An artist's illustration depicts an atom chip for use by NASA's Cold Atom Laboratory (CAL) aboard the International Space Station. CAL is designed to use lasers to cool atoms to ultracold temperatures.

Courtesy of NASA

March 8, 2017

While space has long been described as “the final frontier,” different scientists want different tools for mapping it out. Astronomers crave more powerful telescopes; planetary scientists have a long “wish list” of orbiters, landers, and rovers.

But quantum physicists, who study matter and energy on a subatomic scale, want near-zero temperatures and microgravity.

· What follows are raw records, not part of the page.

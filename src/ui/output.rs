//! Status line output

use super::context::UiContext;
use console::style;

/// Display a title line
pub fn intro(ctx: &UiContext, title: &str) {
    if ctx.use_fancy_output() {
        cliclack::intro(style(title).green().bold()).ok();
    } else {
        println!("{}", style(title).bold());
        println!();
    }
}

/// Display a success step
pub fn step_ok(ctx: &UiContext, message: &str) {
    if ctx.use_fancy_output() {
        cliclack::log::success(message).ok();
    } else {
        println!("  {} {}", style("[OK]").green(), message);
    }
}

/// Display a success step with detail
pub fn step_ok_detail(ctx: &UiContext, message: &str, detail: &str) {
    if ctx.use_fancy_output() {
        cliclack::log::success(format!("{} ({})", message, style(detail).dim())).ok();
    } else {
        println!("  {} {} ({})", style("[OK]").green(), message, detail);
    }
}

/// Display a warning step with hint
pub fn step_warn_hint(ctx: &UiContext, message: &str, hint: &str) {
    if ctx.use_fancy_output() {
        cliclack::log::warning(format!("{} - {}", message, style(hint).dim())).ok();
    } else {
        println!("  {} {} - {}", style("[WARN]").yellow(), message, hint);
    }
}

/// Display an error step with detail
pub fn step_error_detail(ctx: &UiContext, message: &str, detail: &str) {
    if ctx.use_fancy_output() {
        cliclack::log::error(format!("{}: {}", message, style(detail).red())).ok();
    } else {
        println!("  {} {}: {}", style("[FAIL]").red(), message, detail);
    }
}

/// Display an info step
pub fn step_info(ctx: &UiContext, message: &str) {
    if ctx.use_fancy_output() {
        cliclack::log::info(message).ok();
    } else {
        println!("  {} {}", style("[INFO]").cyan(), message);
    }
}

/// Display a dimmed remark
pub fn remark(ctx: &UiContext, message: &str) {
    if ctx.use_fancy_output() {
        cliclack::log::remark(message).ok();
    } else {
        println!("  {}", style(message).dim());
    }
}

/// Print a key-value pair
pub fn key_value(ctx: &UiContext, key: &str, value: &str) {
    if ctx.use_fancy_output() {
        println!("  {}: {}", style(key).dim(), value);
    } else {
        println!("{}={}", key, value);
    }
}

An experimental chamber set to be installed aboard the International Space Station this summer will deliver both.

Dubbed the “Cold Atom Laboratory,” the ice-chest-sized facility is designed to use a vacuum chamber, lasers, and an electromagnetic “knife” to slow down gas atoms until they’re almost motionless, bringing temperatures inside to a billionth of a degree above absolute zero – what NASA describes as “the coolest spot in the universe.”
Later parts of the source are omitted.